Egg foo young is relatively low in carbs, especially compared to most Chinese takeout dishes. A single patty contains roughly 3 to 4 grams of total carbs and about 3 grams of net carbs, making it one of the more keto-friendly options on a Chinese restaurant menu. The catch is that carb counts climb quickly depending on how many patties you eat, whether gravy is included, and how the dish is prepared.
Nutrition Per Patty and Per Serving
A single egg foo young patty (about 85 grams) has approximately 3.6 grams of total carbs, 0.5 grams of fiber, 8.5 grams of fat, and 6.4 grams of protein, coming in at 114 calories. That works out to roughly 3 grams of net carbs per patty.
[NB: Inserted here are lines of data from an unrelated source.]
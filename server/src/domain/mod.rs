//! Domain logic for the storefront
//!
//! - `catalog` - Query-string decoding, filter translation, predicate evaluation and search composition

pub mod catalog;

pub use catalog::{
    FieldPredicate, FilterPredicate, ProductSearch, QueryValue, RawQueryParameters,
    UnsupportedFieldError,
};
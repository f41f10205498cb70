//! HTTP middleware (CORS, 404 handler)

use axum::extract::Request;
use axum::http::{HeaderValue, Method, header};
use tower_http::cors::{AllowOrigin, CorsLayer};

use super::types::ApiError;
use crate::core::config::is_all_interfaces;

/// Allowed origins configuration
#[derive(Debug, Clone)]
pub struct AllowedOrigins {
    origins: Vec<String>,
}

impl AllowedOrigins {
    /// Origins for the configured host and port plus the storefront dev
    /// server on the next port
    pub fn new(host: &str, port: u16) -> Self {
        let mut origins = Vec::new();
        let dev_port = port.saturating_add(1);
        let is_all = is_all_interfaces(host);

        let base_hosts: Vec<&str> = if is_all || host == "127.0.0.1" || host == "localhost" {
            vec!["localhost", "127.0.0.1"]
        } else {
            vec![host]
        };

        for h in &base_hosts {
            origins.push(format!("http://{}:{}", h, port));
            origins.push(format!("http://{}:{}", h, dev_port));
            origins.push(format!("http://{}", h));
        }

        if is_all && let Ok(interfaces) = local_ip_address::list_afinet_netifas() {
            for (_, ip) in interfaces
                .iter()
                .filter(|(_, ip)| ip.is_ipv4() && !ip.is_loopback())
            {
                origins.push(format!("http://{}:{}", ip, port));
                origins.push(format!("http://{}:{}", ip, dev_port));
            }
        }

        Self { origins }
    }

    /// Check if an origin is allowed
    pub fn is_allowed(&self, origin: &str) -> bool {
        self.origins.iter().any(|o| o == origin)
    }

    fn as_header_values(&self) -> Vec<HeaderValue> {
        self.origins.iter().filter_map(|o| o.parse().ok()).collect()
    }
}

/// Create CORS layer; the API is read-only
pub fn cors(allowed: &AllowedOrigins) -> CorsLayer {
    CorsLayer::new()
        .allow_origin(AllowOrigin::list(allowed.as_header_values()))
        .allow_methods([Method::GET, Method::HEAD, Method::OPTIONS])
        .allow_headers([
            header::CONTENT_TYPE,
            header::ACCEPT,
            header::ORIGIN,
            header::CACHE_CONTROL,
        ])
}

/// Unknown routes: `404 Not Found - <path>` as a JSON error
pub async fn handle_404(req: Request) -> ApiError {
    let uri = req.uri().to_string();
    tracing::debug!(method = %req.method(), %uri, "[404]");
    ApiError::not_found("NOT_FOUND", format!("Not Found - {}", uri))
}

#[cfg(test)]
mod tests {
    use super::*;

    #[test]
    fn test_allowed_origins_localhost() {
        let origins = AllowedOrigins::new("127.0.0.1", 5000);
        assert!(origins.is_allowed("http://localhost:5000"));
        assert!(origins.is_allowed("http://127.0.0.1:5001"));
        assert!(!origins.is_allowed("http://evil.example:5000"));
    }

    #[test]
    fn test_allowed_origins_specific_host() {
        let origins = AllowedOrigins::new("shop.internal", 8080);
        assert!(origins.is_allowed("http://shop.internal:8080"));
        assert!(origins.is_allowed("http://shop.internal"));
        assert!(!origins.is_allowed("http://localhost:8080"));
    }

    #[test]
    fn test_allowed_origins_max_port() {
        let origins = AllowedOrigins::new("localhost", u16::MAX);
        assert!(origins.is_allowed("http://localhost:65535"));
    }
}
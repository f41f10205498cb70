//! API server and routes

pub mod extractors;
pub mod middleware;
pub mod openapi;
pub mod routes;
mod server;
pub mod types;

pub use server::{ApiServer, build_router};
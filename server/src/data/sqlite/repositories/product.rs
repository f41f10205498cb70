//! Product repository for SQLite operations
//!
//! Products are stored as whole JSON documents. Listing scans documents in
//! insertion order and applies the compiled predicate in memory, so any
//! document field can be filtered on.

use futures::TryStreamExt;
use serde_json::Value;
use sqlx::SqlitePool;

use crate::data::sqlite::SqliteError;
use crate::data::types::{NewProduct, ProductRow, ProductSearchParams};

/// Insert products in one transaction and return the stored documents
pub async fn insert_products(
    pool: &SqlitePool,
    products: &[NewProduct],
) -> Result<Vec<Value>, SqliteError> {
    let now = chrono::Utc::now();
    let mut tx = pool.begin().await?;
    let mut documents = Vec::with_capacity(products.len());

    for product in products {
        let id = product.id.clone().unwrap_or_else(cuid2::create_id);
        let document = product.to_document(&id, now)?;

        sqlx::query(
            "INSERT INTO products (id, name, rating, document, created_at, updated_at) VALUES (?, ?, ?, ?, ?, ?)",
        )
        .bind(&id)
        .bind(&product.name)
        .bind(product.rating)
        .bind(document.to_string())
        .bind(now.timestamp())
        .bind(now.timestamp())
        .execute(&mut *tx)
        .await
        .map_err(|e| match e.as_database_error() {
            Some(db) if db.is_unique_violation() => {
                SqliteError::Conflict(format!("Product {} already exists", id))
            }
            _ => SqliteError::Database(e),
        })?;

        documents.push(document);
    }

    tx.commit().await?;
    tracing::debug!(count = documents.len(), "Inserted products");
    Ok(documents)
}

/// Get a product document by ID
pub async fn get_product(pool: &SqlitePool, id: &str) -> Result<Option<Value>, SqliteError> {
    let row = sqlx::query_as::<_, (String, String)>(
        "SELECT id, document FROM products WHERE id = ?",
    )
    .bind(id)
    .fetch_optional(pool)
    .await?;

    row.map(|(id, document)| ProductRow { id, document }.into_document())
        .transpose()
        .map_err(Into::into)
}

/// Find matching products; returns the requested page and the total match count
pub async fn search_products(
    pool: &SqlitePool,
    params: &ProductSearchParams,
) -> Result<(Vec<Value>, u64), SqliteError> {
    let mut rows =
        sqlx::query_as::<_, (String, String)>("SELECT id, document FROM products ORDER BY rowid")
            .fetch(pool);

    let mut matched = Vec::new();
    while let Some((id, document)) = rows.try_next().await? {
        let document = ProductRow { id, document }.into_document()?;
        if params.filter.matches(&document) {
            matched.push(document);
        }
    }

    let total = matched.len() as u64;
    params.sort.sort(&mut matched);

    let page = matched
        .into_iter()
        .skip(params.skip)
        .take(params.limit)
        .collect::<Vec<_>>();

    tracing::trace!(total, returned = page.len(), "Product search");
    Ok((page, total))
}

/// Highest rated products first; ties keep insertion order
pub async fn top_rated_products(pool: &SqlitePool, limit: u32) -> Result<Vec<Value>, SqliteError> {
    let rows = sqlx::query_as::<_, (String, String)>(
        "SELECT id, document FROM products ORDER BY rating DESC, rowid LIMIT ?",
    )
    .bind(i64::from(limit))
    .fetch_all(pool)
    .await?;

    rows.into_iter()
        .map(|(id, document)| ProductRow { id, document }.into_document())
        .collect::<Result<Vec<_>, _>>()
        .map_err(Into::into)
}

/// Count all stored products
pub async fn count_products(pool: &SqlitePool) -> Result<u64, SqliteError> {
    let count: i64 = sqlx::query_scalar("SELECT COUNT(*) FROM products")
        .fetch_one(pool)
        .await?;
    Ok(count as u64)
}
A full restaurant serving is typically two to three patties, often with gravy ladled on top. A larger measured serving (175 grams, or about two patties with additions) comes to around 11 grams of total carbs, 2 grams of fiber, 18 grams of fat, and 14 grams of protein. So if you’re eating a full plate of egg foo young with gravy, you’re looking at roughly 9 net carbs for the whole dish. That’s still modest by any low-carb standard and very manageable on a keto diet that allows 20 to 50 grams of net carbs per day.
Where the Carbs Come From
The eggs themselves contribute almost no carbohydrates. The vegetables mixed in (bean sprouts, onions, mushrooms, sometimes water chestnuts) add a small amount. But the two biggest carb contributors are ingredients you might not think about: cornstarch in the patty batter and the brown gravy served on top.
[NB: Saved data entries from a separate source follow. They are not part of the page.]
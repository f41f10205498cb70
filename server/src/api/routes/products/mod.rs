//! Product API endpoints

pub mod types;

use std::sync::Arc;

use axum::extract::State;
use axum::routing::get;
use axum::{Json, Router};
use serde_json::Value;

use crate::api::extractors::{ProductIdPath, SearchQuery, ValidatedQuery};
use crate::api::types::ApiError;
use crate::core::config::CatalogConfig;
use crate::data::{CatalogRepository, ProductSearchParams};
use crate::domain::catalog::{ProductSearch, SearchSettings};

use types::{ProductListResponse, TopRatedQuery};

/// Shared state for Products API endpoints
#[derive(Clone)]
pub struct ProductsApiState {
    pub repository: Arc<dyn CatalogRepository>,
    pub search: SearchSettings,
    pub top_rated_limit: u32,
}

/// Build Products API routes
pub fn routes(repository: Arc<dyn CatalogRepository>, catalog: &CatalogConfig) -> Router<()> {
    let state = ProductsApiState {
        repository,
        search: catalog.search_settings(),
        top_rated_limit: catalog.top_rated_limit,
    };

    Router::new()
        .route("/", get(list_products))
        .route("/top", get(top_products))
        .route("/{id}", get(get_product))
        .with_state(state)
}

/// Search products
///
/// `color`, `brand` and `category` match case-insensitively anywhere in the
/// field; `price` accepts `gt`, `gte`, `lt`, `lte` and `in` operators, e.g.
/// `price[gte]=10&price[lt]=50`.
#[utoipa::path(
    get,
    path = "/api/products",
    tag = "products",
    params(
        ("keyword" = Option<String>, Query, description = "Search product names"),
        ("page" = Option<u32>, Query, description = "Page number (default 1)"),
        ("limit" = Option<u32>, Query, description = "Products per page"),
        ("sort" = Option<String>, Query, description = "Sort fields, `-` prefix for descending, e.g. `-rating price`"),
        ("color" = Option<String>, Query, description = "Color filter"),
        ("brand" = Option<String>, Query, description = "Brand filter"),
        ("category" = Option<String>, Query, description = "Category filter"),
        ("price" = Option<String>, Query, description = "Exact price, or use price[gt], price[lte], ...")
    ),
    responses(
        (status = 200, description = "Matching products", body = ProductListResponse),
        (status = 400, description = "Unsupported filter field or invalid filter")
    )
)]
pub async fn list_products(
    State(state): State<ProductsApiState>,
    SearchQuery(params): SearchQuery,
) -> Result<Json<ProductListResponse>, ApiError> {
    let search = ProductSearch::from_params(&params, &state.search)?;
    let filter = search.filter.compile()?;
    tracing::debug!(
        filter = %search.filter.to_document(),
        page = search.page,
        limit = search.limit,
        "Searching products"
    );

    let (products, total) = state
        .repository
        .search_products(&ProductSearchParams {
            filter,
            sort: search.sort.clone(),
            skip: search.skip(),
            limit: search.limit as usize,
        })
        .await
        .map_err(ApiError::from_data)?;

    Ok(Json(ProductListResponse {
        products,
        page: search.page,
        pages: search.pages(total),
    }))
}

/// Top rated products, best first
#[utoipa::path(
    get,
    path = "/api/products/top",
    tag = "products",
    params(TopRatedQuery),
    responses(
        (status = 200, description = "Array of product documents"),
        (status = 400, description = "Invalid limit")
    )
)]
pub async fn top_products(
    State(state): State<ProductsApiState>,
    ValidatedQuery(query): ValidatedQuery<TopRatedQuery>,
) -> Result<Json<Vec<Value>>, ApiError> {
    let limit = query.limit.unwrap_or(state.top_rated_limit);
    let products = state
        .repository
        .top_rated_products(limit)
        .await
        .map_err(ApiError::from_data)?;
    Ok(Json(products))
}

/// Get a product by ID
#[utoipa::path(
    get,
    path = "/api/products/{id}",
    tag = "products",
    params(
        ("id" = String, Path, description = "Product ID")
    ),
    responses(
        (status = 200, description = "Product document"),
        (status = 404, description = "Product not found")
    )
)]
pub async fn get_product(
    State(state): State<ProductsApiState>,
    path: ProductIdPath,
) -> Result<Json<Value>, ApiError> {
    state
        .repository
        .get_product(&path.id)
        .await
        .map_err(ApiError::from_data)?
        .map(Json)
        .ok_or_else(|| ApiError::not_found("PRODUCT_NOT_FOUND", "Product not found"))
}
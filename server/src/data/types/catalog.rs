//! Product catalog types shared by the store and the HTTP layer

use chrono::{DateTime, SecondsFormat, Utc};
use serde::{Deserialize, Serialize};
use serde_json::Value;
use utoipa::ToSchema;
use validator::Validate;

use crate::domain::catalog::{CompiledPredicate, SortSpec};

/// A product as written by `catalog import`
///
/// Stored whole as a JSON document with `_id`, `createdAt` and `updatedAt`
/// added.
#[derive(Debug, Clone, Serialize, Deserialize, Validate, ToSchema)]
#[serde(rename_all = "camelCase")]
pub struct NewProduct {
    /// Keeps an existing id; a new one is generated when absent
    #[serde(rename = "_id", default, skip_serializing_if = "Option::is_none")]
    #[validate(length(min = 1, max = 64, message = "Product id must be 1-64 characters"))]
    pub id: Option<String>,

    #[validate(length(min = 1, max = 200, message = "Name must be 1-200 characters"))]
    pub name: String,

    #[serde(default)]
    pub image: String,

    #[serde(default)]
    pub description: String,

    #[serde(default)]
    pub brand: String,

    #[serde(default)]
    pub color: String,

    #[serde(default)]
    pub category: Vec<String>,

    #[validate(range(min = 0.0, message = "Price must not be negative"))]
    pub price: f64,

    #[serde(default)]
    #[validate(range(min = 0, message = "Stock must not be negative"))]
    pub count_in_stock: i64,

    #[serde(default)]
    #[validate(range(min = 0.0, max = 5.0, message = "Rating must be between 0 and 5"))]
    pub rating: f64,

    #[serde(default)]
    #[validate(range(min = 0, message = "Review count must not be negative"))]
    pub num_reviews: i64,

    #[serde(default)]
    #[schema(value_type = Vec<Object>)]
    pub reviews: Vec<Value>,
}

impl NewProduct {
    /// Build the stored document
    pub fn to_document(&self, id: &str, now: DateTime<Utc>) -> Result<Value, serde_json::Error> {
        let mut document = serde_json::to_value(self)?;
        let timestamp = now.to_rfc3339_opts(SecondsFormat::Millis, true);
        if let Value::Object(map) = &mut document {
            map.insert("_id".to_string(), Value::String(id.to_string()));
            map.insert("createdAt".to_string(), Value::String(timestamp.clone()));
            map.insert("updatedAt".to_string(), Value::String(timestamp));
        }
        Ok(document)
    }
}

/// Product row from database
#[derive(Debug, Clone)]
pub struct ProductRow {
    pub id: String,
    pub document: String,
}

impl ProductRow {
    pub fn into_document(self) -> Result<Value, serde_json::Error> {
        serde_json::from_str(&self.document)
    }
}

/// Store-level parameters of a product listing
#[derive(Debug)]
pub struct ProductSearchParams {
    pub filter: CompiledPredicate,
    pub sort: SortSpec,
    pub skip: usize,
    pub limit: usize,
}

impl ProductSearchParams {
    /// All products in store order
    #[cfg(test)]
    pub fn all() -> Self {
        Self {
            filter: CompiledPredicate::match_all(),
            sort: SortSpec::default(),
            skip: 0,
            limit: usize::MAX,
        }
    }
}

#[cfg(test)]
mod tests {
    use super::*;
    use serde_json::json;

    fn product(value: Value) -> NewProduct {
        serde_json::from_value(value).unwrap()
    }

    #[test]
    fn test_new_product_defaults() {
        let p = product(json!({ "name": "Lamp", "price": 19.5 }));
        assert!(p.id.is_none());
        assert!(p.category.is_empty());
        assert_eq!(p.count_in_stock, 0);
        assert!(p.validate().is_ok());
    }

    #[test]
    fn test_new_product_camel_case_fields() {
        let p = product(json!({
            "_id": "p1",
            "name": "Phone",
            "price": 599,
            "countInStock": 3,
            "numReviews": 12,
            "rating": 4.5
        }));
        assert_eq!(p.id.as_deref(), Some("p1"));
        assert_eq!(p.count_in_stock, 3);
        assert_eq!(p.num_reviews, 12);
    }

    #[test]
    fn test_new_product_validation() {
        let p = product(json!({ "name": "", "price": -1, "rating": 7 }));
        let errors = p.validate().unwrap_err();
        let fields = errors.field_errors();
        assert!(fields.contains_key("name"));
        assert!(fields.contains_key("price"));
        assert!(fields.contains_key("rating"));
    }

    #[test]
    fn test_to_document_adds_id_and_timestamps() {
        let p = product(json!({ "name": "Phone", "price": 10, "category": ["tech"] }));
        let now = DateTime::parse_from_rfc3339("2024-05-01T10:00:00Z")
            .unwrap()
            .with_timezone(&Utc);
        let doc = p.to_document("abc", now).unwrap();

        assert_eq!(doc["_id"], "abc");
        assert_eq!(doc["name"], "Phone");
        assert_eq!(doc["category"], json!(["tech"]));
        assert_eq!(doc["countInStock"], 0);
        assert_eq!(doc["createdAt"], "2024-05-01T10:00:00.000Z");
        assert_eq!(doc["updatedAt"], doc["createdAt"]);
    }

    #[test]
    fn test_product_row_into_document() {
        let row = ProductRow {
            id: "p1".to_string(),
            document: r#"{"_id":"p1","name":"Phone"}"#.to_string(),
        };
        assert_eq!(row.into_document().unwrap()["name"], "Phone");
    }
}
Traditional recipes call for about a tablespoon of cornstarch mixed into the egg batter as a slurry. This gives the patties their slightly firm, structured texture rather than the soft consistency of a regular omelet. One tablespoon of cornstarch adds roughly 7 grams of carbs to the entire batch, which gets divided across multiple patties, so the per-patty impact is small but not zero.
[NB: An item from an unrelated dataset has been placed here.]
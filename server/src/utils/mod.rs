//! Utility functions for the application

pub mod crypto;
pub mod file;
The gravy is a bigger variable. Restaurant-style egg foo young gravy is typically thickened with cornstarch and made from chicken or beef broth, soy sauce, and sometimes oyster sauce. A generous pour can add 3 to 6 grams of carbs on top of what’s already in the patties. If you skip the gravy or ask for it on the side, you cut the carb count significantly.
How It Compares to Other Chinese Dishes
For context, a serving of lo mein has around 30 to 40 grams of net carbs. Fried rice lands in a similar range. Sweet and sour chicken can hit 50 grams or more thanks to the sugary sauce and battered coating. General Tso’s chicken is even higher. Egg foo young at 3 to 9 net carbs per serving is in a completely different league.
It sits alongside other naturally lower-carb Chinese options like steamed shrimp, beef with broccoli (no sauce), and hot and sour soup. But egg foo young has the advantage of being a complete, filling dish on its own rather than a side or a protein that usually comes paired with rice.
Making It Even Lower Carb at Home
If you make egg foo young yourself, it’s easy to bring the carb count close to zero. The simplest change is dropping the cornstarch from the egg batter entirely. Your patties will be softer and more omelet-like, but they’ll still hold together if you cook them in enough oil and don’t overfill them with vegetables.
For the gravy, you can replace cornstarch with a fraction of the amount of guar gum or xanthan gum. Where a recipe might call for two tablespoons of cornstarch, roughly one heaping teaspoon of guar gum achieves the same thickening effect with virtually no carbs. You sprinkle it directly into the simmering broth, and it thickens almost immediately. Both guar gum and xanthan gum are widely available in grocery stores, usually in the baking aisle.
Choosing lower-carb vegetables for the filling also helps. Bean sprouts are already very low in carbs (about 1 gram of net carbs per cup). Mushrooms, celery, and green onions are similarly minimal. Avoid water chestnuts and bamboo shoots if you’re counting every gram, as these add slightly more.
Ordering Egg Foo Young at a Restaurant
Restaurant preparation is less predictable. Some places add flour to their batter for extra crispness, which raises the carb count. Others use premade sauces with added sugar. You won’t always know exactly what’s in the kitchen, but a few simple choices help keep things in check.
Ask for the gravy on the side so you can control how much you use, or skip it entirely and use soy sauce or hot mustard instead. Choose shrimp, chicken, or pork versions over vegetable-heavy ones if you want to minimize carbs further. And avoid any preparation described as “crispy,” which usually means an additional flour or starch coating on the outside of the patties.
Even without these precautions, a standard restaurant serving of egg foo young with gravy is one of the safest carb choices on a Chinese menu. At roughly 9 net carbs for a full plate, it leaves plenty of room in a daily keto budget and fits comfortably into any general low-carb eating pattern.